We, much like our animal counterparts, want to feel secure with those who are most like us so we actively (or maybe subconsciously) seek out friends that make us feel comfortable and accept us for who we are. That was the hardest thing for me during that first long year. We met a lot of people when we first arrived and there was no shortage of opportunities to meet people and make new friends. While Matt seemed to adapt well, I always felt like I wasn’t quite accepted into the group. Maybe it was because I was “just” a stay-at-home mom or because I don’t hold a Ph.D. or because I don’t speak multiple languages. Who knows the reason, I just didn’t quite fit in.

Thankfully, after about a year and a half, I started having coffee with some of the other moms that I had met in the PTA who had also recently found themselves without a job for perhaps the first time in their lives. We all seemed to be in the same boat; going through the same struggle with finding our new purpose after years of working and having careers of our own. This is no easy feat as many of them have advanced degrees of their own. It was only after joining this group of ladies that I started to relax and actually enjoy not having a job to rush off to. I was finally able to just be myself and relax without fear of being mocked for my accent or completely left out of the conversation.

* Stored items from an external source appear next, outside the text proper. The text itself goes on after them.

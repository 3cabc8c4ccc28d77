//! Per-role script contexts and the compiled routines each one holds.

use std::collections::HashMap;

use mlua::{Function, Lua, RegistryKey};
use sha2::{Digest, Sha256};

use crate::compiler;
use crate::datum::Oid;
use crate::engine::{self, ScriptContext};
use crate::error::Result;
use crate::host::RoutineMetadata;

/// Identity of a compiled routine inside one context.
#[derive(Clone, Debug, Eq, Hash, PartialEq)]
pub struct RoutineKey {
    pub oid: Oid,
    pub trigger: bool,
    pub arg_types: Vec<Oid>,
}

impl RoutineKey {
    pub fn new(meta: &RoutineMetadata, arg_types: Vec<Oid>) -> Self {
        Self {
            oid: meta.oid,
            trigger: meta.is_trigger(),
            arg_types,
        }
    }

    /// Key for a routine called with its declared input types.
    pub fn declared(meta: &RoutineMetadata) -> Self {
        let arg_types = meta.input_args().iter().map(|(_, type_id)| *type_id).collect();
        Self::new(meta, arg_types)
    }
}

/// Digest of everything that changes the compiled function.
pub fn version_stamp(meta: &RoutineMetadata) -> String {
    let mut hasher = Sha256::new();
    hasher.update(meta.name.as_bytes());
    hasher.update([0]);
    for (name, type_id) in meta.input_args() {
        hasher.update(name.unwrap_or("").as_bytes());
        hasher.update(type_id.to_le_bytes());
    }
    hasher.update(meta.return_type.to_le_bytes());
    hasher.update([meta.returns_set as u8]);
    hasher.update([0]);
    hasher.update(meta.source.as_bytes());
    let digest = hasher.finalize();
    digest.iter().map(|byte| format!("{byte:02x}")).collect()
}

struct CachedRoutine {
    name: String,
    stamp: String,
    function: RegistryKey,
}

#[derive(Default)]
pub struct RoutineCache {
    entries: HashMap<RoutineKey, CachedRoutine>,
    compilations: u64,
    hits: u64,
}

impl RoutineCache {
    /// Returns the cached function, compiling on first use or after a redefinition.
    pub(crate) fn function<'lua>(
        &mut self,
        lua: &'lua Lua,
        key: RoutineKey,
        meta: &RoutineMetadata,
    ) -> Result<Function<'lua>> {
        let stamp = version_stamp(meta);
        if let Some(entry) = self.entries.get(&key) {
            if entry.stamp == stamp {
                self.hits += 1;
                return lua
                    .registry_value::<Function>(&entry.function)
                    .map_err(engine::convert_error);
            }
            log::debug!("routine {} changed since it was compiled; recompiling", entry.name);
        }
        let function = compiler::compile(lua, meta)?;
        let handle = lua
            .create_registry_value(function.clone())
            .map_err(engine::convert_error)?;
        self.compilations += 1;
        let entry = CachedRoutine {
            name: meta.name.clone(),
            stamp,
            function: handle,
        };
        if let Some(previous) = self.entries.insert(key, entry) {
            if let Err(err) = lua.remove_registry_value(previous.function) {
                log::warn!("failed to release compiled routine {}: {err}", previous.name);
            }
        }
        Ok(function)
    }

    pub fn len(&self) -> usize {
        self.entries.len()
    }

    pub fn is_empty(&self) -> bool {
        self.entries.is_empty()
    }

    pub fn compilations(&self) -> u64 {
        self.compilations
    }

    pub fn hits(&self) -> u64 {
        self.hits
    }
}

/// Contexts keyed by role; a context is never shared between roles.
#[derive(Default)]
pub struct ContextCache {
    contexts: HashMap<Oid, ScriptContext>,
    created: u64,
    retired_compilations: u64,
    retired_hits: u64,
}

impl ContextCache {
    pub fn get(&self, role: Oid) -> Option<&ScriptContext> {
        self.contexts.get(&role)
    }

    pub fn contains(&self, role: Oid) -> bool {
        self.contexts.contains_key(&role)
    }

    pub fn insert(&mut self, context: ScriptContext) -> &ScriptContext {
        let role = context.role();
        self.created += 1;
        if let Some(previous) = self.contexts.insert(role, context) {
            log::warn!("cache consistency: replaced an existing context for role {role}");
            self.retire(&previous);
        }
        &self.contexts[&role]
    }

    pub fn remove(&mut self, role: Oid) -> Option<ScriptContext> {
        let context = self.contexts.remove(&role)?;
        self.retire(&context);
        Some(context)
    }

    pub fn clear(&mut self) {
        let roles: Vec<Oid> = self.contexts.keys().copied().collect();
        for role in roles {
            self.remove(role);
        }
    }

    fn retire(&mut self, context: &ScriptContext) {
        let routines = context.routines();
        self.retired_compilations += routines.compilations();
        self.retired_hits += routines.hits();
    }

    pub fn iter(&self) -> impl Iterator<Item = &ScriptContext> {
        self.contexts.values()
    }

    pub fn len(&self) -> usize {
        self.contexts.len()
    }

    pub fn is_empty(&self) -> bool {
        self.contexts.is_empty()
    }

    pub fn created(&self) -> u64 {
        self.created
    }

    pub fn compilations(&self) -> u64 {
        self.retired_compilations
            + self
                .contexts
                .values()
                .map(|context| context.routines().compilations())
                .sum::<u64>()
    }

    pub fn hits(&self) -> u64 {
        self.retired_hits
            + self
                .contexts
                .values()
                .map(|context| context.routines().hits())
                .sum::<u64>()
    }
}
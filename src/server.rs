use clap::Parser;
use rust_ws_chat::config::{ServerArgs, ServerConfig};
use rust_ws_chat::relay;
use rust_ws_chat::ChatResult;

fn main() -> ChatResult<()> {
    env_logger::Builder::from_env(env_logger::Env::default().default_filter_or("info")).init();

    let config = ServerConfig::from(ServerArgs::parse());
    let listener = relay::bind(&config)?;

    // Accept incoming client connections
    relay::serve(listener, config.poll_interval)
}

Luckily for me, these ladies have families that also mesh well with Matt and Kylie so it’s like our own little island extended family. Most weekends we are doing something with at least a few of them like hiking, going to the beach, or even just going for a movie at the local cinema. It’s so nice because there isn’t this pressure to be anything other than ourselves and they understand when Kylie is having a bad day. They don’t judge her for being a child who is learning how to deal with her emotions and they recognize that sometimes, their children act the same way and they don’t blame Kylie for standing up for herself. No one talks about work; we just enjoy being with our families and each other.

Recently we had to say goodbye to one of our “pack members” as she and her family moved back to Taiwan after being here on assignment with the Embassy. This was a difficult goodbye because, not only were we losing one of our coffee moms, we were also saying goodbye to their two beautiful children from our little school and her husband who was always willing to help wherever he could.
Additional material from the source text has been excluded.